//! Identity-scoped entity collections and the dataset-backed store.
//!
//! Entities are grouped per kind in a [`ScopedCollection`], which maintains a
//! primary id index plus secondary indexes by owner and by account. Every read
//! is filtered by the caller's [`Scope`]: an entity is visible when the caller
//! owns it or when it belongs to the caller's account. An entity matching both
//! is returned once.

use std::{
    collections::{HashMap, HashSet},
    fs,
    path::Path,
};

use serde::Deserialize;

use crate::{
    entity::{Field, Object, ScopedEntity, Type, Validator},
    error::{StoreError, StoreResult},
};

/// Default number of entities returned per page.
pub const DEFAULT_PAGE_LIMIT: usize = 100;

/// Upper bound on the page size a caller may request.
pub const MAX_PAGE_LIMIT: usize = 1_000;

/// The identity a query is evaluated against.
#[derive(Clone, Debug, PartialEq, Eq)]
pub struct Scope {
    /// Caller's user id.
    pub user_id: String,
    /// Caller's account id.
    pub account_id: String,
}

impl Scope {
    /// Creates a scope from a caller's user and account ids.
    pub fn new(user_id: impl Into<String>, account_id: impl Into<String>) -> Self {
        Self { user_id: user_id.into(), account_id: account_id.into() }
    }
}

/// Offset/limit pagination window.
///
/// Out-of-range values degrade rather than fail: an offset past the end of the
/// result yields an empty page, and a limit larger than the remainder yields a
/// short page. Limits are clamped to [`MAX_PAGE_LIMIT`].
#[derive(Clone, Copy, Debug, PartialEq, Eq)]
pub struct Page {
    /// Maximum number of entities to return.
    pub limit: usize,
    /// Number of matching entities to skip.
    pub offset: usize,
}

impl Page {
    /// Creates a page, clamping the limit to [`MAX_PAGE_LIMIT`].
    #[must_use]
    pub fn new(limit: usize, offset: usize) -> Self {
        Self { limit: limit.min(MAX_PAGE_LIMIT), offset }
    }
}

impl Default for Page {
    fn default() -> Self {
        Self { limit: DEFAULT_PAGE_LIMIT, offset: 0 }
    }
}

/// Entities of one kind, indexed by id, owner and account.
///
/// Insertion order is preserved per index, so listings are deterministic for a
/// given dataset: a caller sees its owned entities in dataset order, followed
/// by account-shared entities it does not own, also in dataset order.
#[derive(Debug)]
pub struct ScopedCollection<T: ScopedEntity> {
    kind: &'static str,
    by_id: HashMap<String, T>,
    ids_by_owner: HashMap<String, Vec<String>>,
    ids_by_account: HashMap<String, Vec<String>>,
}

impl<T: ScopedEntity> ScopedCollection<T> {
    /// Creates an empty collection for the named entity kind.
    #[must_use]
    pub fn new(kind: &'static str) -> Self {
        Self {
            kind,
            by_id: HashMap::new(),
            ids_by_owner: HashMap::new(),
            ids_by_account: HashMap::new(),
        }
    }

    /// Inserts an entity, indexing it by id, owner and account.
    ///
    /// # Errors
    ///
    /// Returns [`StoreError::DuplicateId`] if an entity with the same id is
    /// already present.
    pub fn insert(&mut self, entity: T) -> StoreResult<()> {
        let id = entity.id().to_owned();
        if self.by_id.contains_key(&id) {
            return Err(StoreError::duplicate_id(self.kind, id));
        }

        self.ids_by_owner.entry(entity.owner_id().to_owned()).or_default().push(id.clone());
        self.ids_by_account.entry(entity.account_id().to_owned()).or_default().push(id.clone());
        self.by_id.insert(id, entity);
        Ok(())
    }

    /// Number of entities in the collection, regardless of scope.
    #[must_use]
    pub fn len(&self) -> usize {
        self.by_id.len()
    }

    /// Whether the collection holds no entities.
    #[must_use]
    pub fn is_empty(&self) -> bool {
        self.by_id.is_empty()
    }

    /// Ids visible to the scope: owned first, then account-shared, deduped.
    fn visible_ids(&self, scope: &Scope) -> Vec<&str> {
        let owned = self.ids_by_owner.get(&scope.user_id).map(Vec::as_slice).unwrap_or_default();
        let shared =
            self.ids_by_account.get(&scope.account_id).map(Vec::as_slice).unwrap_or_default();

        let mut seen = HashSet::with_capacity(owned.len() + shared.len());
        owned
            .iter()
            .chain(shared.iter())
            .filter(|id| seen.insert(id.as_str()))
            .map(String::as_str)
            .collect()
    }

    /// Lists visible entities, optionally filtered by namespace, paginated.
    ///
    /// A namespace filter matches by exact string equality. For kinds without
    /// a namespace attribute the filter is accepted and ignored.
    pub fn list(&self, scope: &Scope, namespace: Option<&str>, page: Page) -> Vec<&T> {
        self.visible_ids(scope)
            .into_iter()
            .filter_map(|id| self.by_id.get(id))
            .filter(|entity| match (namespace, entity.namespace()) {
                (Some(wanted), Some(actual)) => wanted == actual,
                _ => true,
            })
            .skip(page.offset)
            .take(page.limit)
            .collect()
    }

    /// Fetches one entity by id if it exists and is visible to the scope.
    ///
    /// Absence and denial are indistinguishable to the caller; both yield
    /// `None`.
    pub fn get(&self, scope: &Scope, id: &str) -> Option<&T> {
        self.by_id
            .get(id)
            .filter(|e| e.owner_id() == scope.user_id || e.account_id() == scope.account_id)
    }
}

/// On-disk dataset shape: one array per entity kind, each optional.
#[derive(Debug, Default, Deserialize)]
pub struct Dataset {
    /// Type records.
    #[serde(default)]
    pub types: Vec<Type>,
    /// Validator records.
    #[serde(default)]
    pub validators: Vec<Validator>,
    /// Field records.
    #[serde(default)]
    pub fields: Vec<Field>,
    /// Object records.
    #[serde(default)]
    pub objects: Vec<Object>,
}

/// Read-only, identity-scoped store over a loaded dataset.
///
/// The store is immutable after construction and is `Send + Sync`, so it can
/// be shared across request handlers behind an `Arc` without locking.
#[derive(Debug)]
pub struct EntityStore {
    types: ScopedCollection<Type>,
    validators: ScopedCollection<Validator>,
    fields: ScopedCollection<Field>,
    objects: ScopedCollection<Object>,
}

impl EntityStore {
    /// Builds a store from an already-parsed dataset.
    ///
    /// # Errors
    ///
    /// Returns [`StoreError::DuplicateId`] if two records of the same kind
    /// share an id. Nothing is retained from a failed load.
    pub fn from_dataset(dataset: Dataset) -> StoreResult<Self> {
        let mut types = ScopedCollection::new("type");
        for record in dataset.types {
            types.insert(record)?;
        }
        let mut validators = ScopedCollection::new("validator");
        for record in dataset.validators {
            validators.insert(record)?;
        }
        let mut fields = ScopedCollection::new("field");
        for record in dataset.fields {
            fields.insert(record)?;
        }
        let mut objects = ScopedCollection::new("object");
        for record in dataset.objects {
            objects.insert(record)?;
        }

        tracing::info!(
            types = types.len(),
            validators = validators.len(),
            fields = fields.len(),
            objects = objects.len(),
            "Loaded dataset"
        );

        Ok(Self { types, validators, fields, objects })
    }

    /// Parses a JSON dataset document and builds a store from it.
    ///
    /// # Errors
    ///
    /// Returns [`StoreError::Malformed`] if the document is not valid JSON or
    /// any record fails validation, or [`StoreError::DuplicateId`] on id
    /// collisions. Ingestion is all-or-nothing.
    pub fn from_json(json: &str) -> StoreResult<Self> {
        let dataset: Dataset = serde_json::from_str(json)?;
        Self::from_dataset(dataset)
    }

    /// Reads a JSON dataset file and builds a store from it.
    ///
    /// # Errors
    ///
    /// Returns [`StoreError::FileNotFound`] if the path does not exist,
    /// [`StoreError::Read`] on I/O failure, and the [`Self::from_json`]
    /// errors on bad content.
    #[tracing::instrument(skip_all, fields(path = %path.as_ref().display()))]
    pub fn from_path(path: impl AsRef<Path>) -> StoreResult<Self> {
        let path = path.as_ref();
        if !path.exists() {
            return Err(StoreError::FileNotFound { path: path.to_path_buf() });
        }
        let json = fs::read_to_string(path)
            .map_err(|source| StoreError::Read { path: path.to_path_buf(), source })?;
        Self::from_json(&json)
    }

    /// Lists types visible to the scope.
    ///
    /// Types carry no namespace, so `namespace` is accepted and ignored.
    pub fn list_types(&self, scope: &Scope, namespace: Option<&str>, page: Page) -> Vec<&Type> {
        self.types.list(scope, namespace, page)
    }

    /// Fetches one type by id if visible to the scope.
    pub fn get_type(&self, scope: &Scope, id: &str) -> Option<&Type> {
        self.types.get(scope, id)
    }

    /// Lists validators visible to the scope.
    ///
    /// Validators carry no namespace, so `namespace` is accepted and ignored.
    pub fn list_validators(
        &self,
        scope: &Scope,
        namespace: Option<&str>,
        page: Page,
    ) -> Vec<&Validator> {
        self.validators.list(scope, namespace, page)
    }

    /// Fetches one validator by id if visible to the scope.
    pub fn get_validator(&self, scope: &Scope, id: &str) -> Option<&Validator> {
        self.validators.get(scope, id)
    }

    /// Lists fields visible to the scope, optionally filtered by namespace.
    pub fn list_fields(&self, scope: &Scope, namespace: Option<&str>, page: Page) -> Vec<&Field> {
        self.fields.list(scope, namespace, page)
    }

    /// Fetches one field by id if visible to the scope.
    pub fn get_field(&self, scope: &Scope, id: &str) -> Option<&Field> {
        self.fields.get(scope, id)
    }

    /// Lists objects visible to the scope, optionally filtered by namespace.
    pub fn list_objects(&self, scope: &Scope, namespace: Option<&str>, page: Page) -> Vec<&Object> {
        self.objects.list(scope, namespace, page)
    }

    /// Fetches one object by id if visible to the scope.
    pub fn get_object(&self, scope: &Scope, id: &str) -> Option<&Object> {
        self.objects.get(scope, id)
    }
}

* _YOUR TASK_
What you return should be the lines from the start of the data through the line with "remainder yields a", quoted exactly and nothing more.

* _SOLUTION TO THE PROBLEM_
//! Identity-scoped entity collections and the dataset-backed store.
//!
//! Entities are grouped per kind in a [`ScopedCollection`], which maintains a
//! primary id index plus secondary indexes by owner and by account. Every read
//! is filtered by the caller's [`Scope`]: an entity is visible when the caller
//! owns it or when it belongs to the caller's account. An entity matching both
//! is returned once.

use std::{
    collections::{HashMap, HashSet},
    fs,
    path::Path,
};

use serde::Deserialize;

use crate::{
    entity::{Field, Object, ScopedEntity, Type, Validator},
    error::{StoreError, StoreResult},
};

/// Default number of entities returned per page.
pub const DEFAULT_PAGE_LIMIT: usize = 100;

/// Upper bound on the page size a caller may request.
pub const MAX_PAGE_LIMIT: usize = 1_000;

/// The identity a query is evaluated against.
#[derive(Clone, Debug, PartialEq, Eq)]
pub struct Scope {
    /// Caller's user id.
    pub user_id: String,
    /// Caller's account id.
    pub account_id: String,
}

impl Scope {
    /// Creates a scope from a caller's user and account ids.
    pub fn new(user_id: impl Into<String>, account_id: impl Into<String>) -> Self {
        Self { user_id: user_id.into(), account_id: account_id.into() }
    }
}

/// Offset/limit pagination window.
///
/// Out-of-range values degrade rather than fail: an offset past the end of the
/// result yields an empty page, and a limit larger than the remainder yields a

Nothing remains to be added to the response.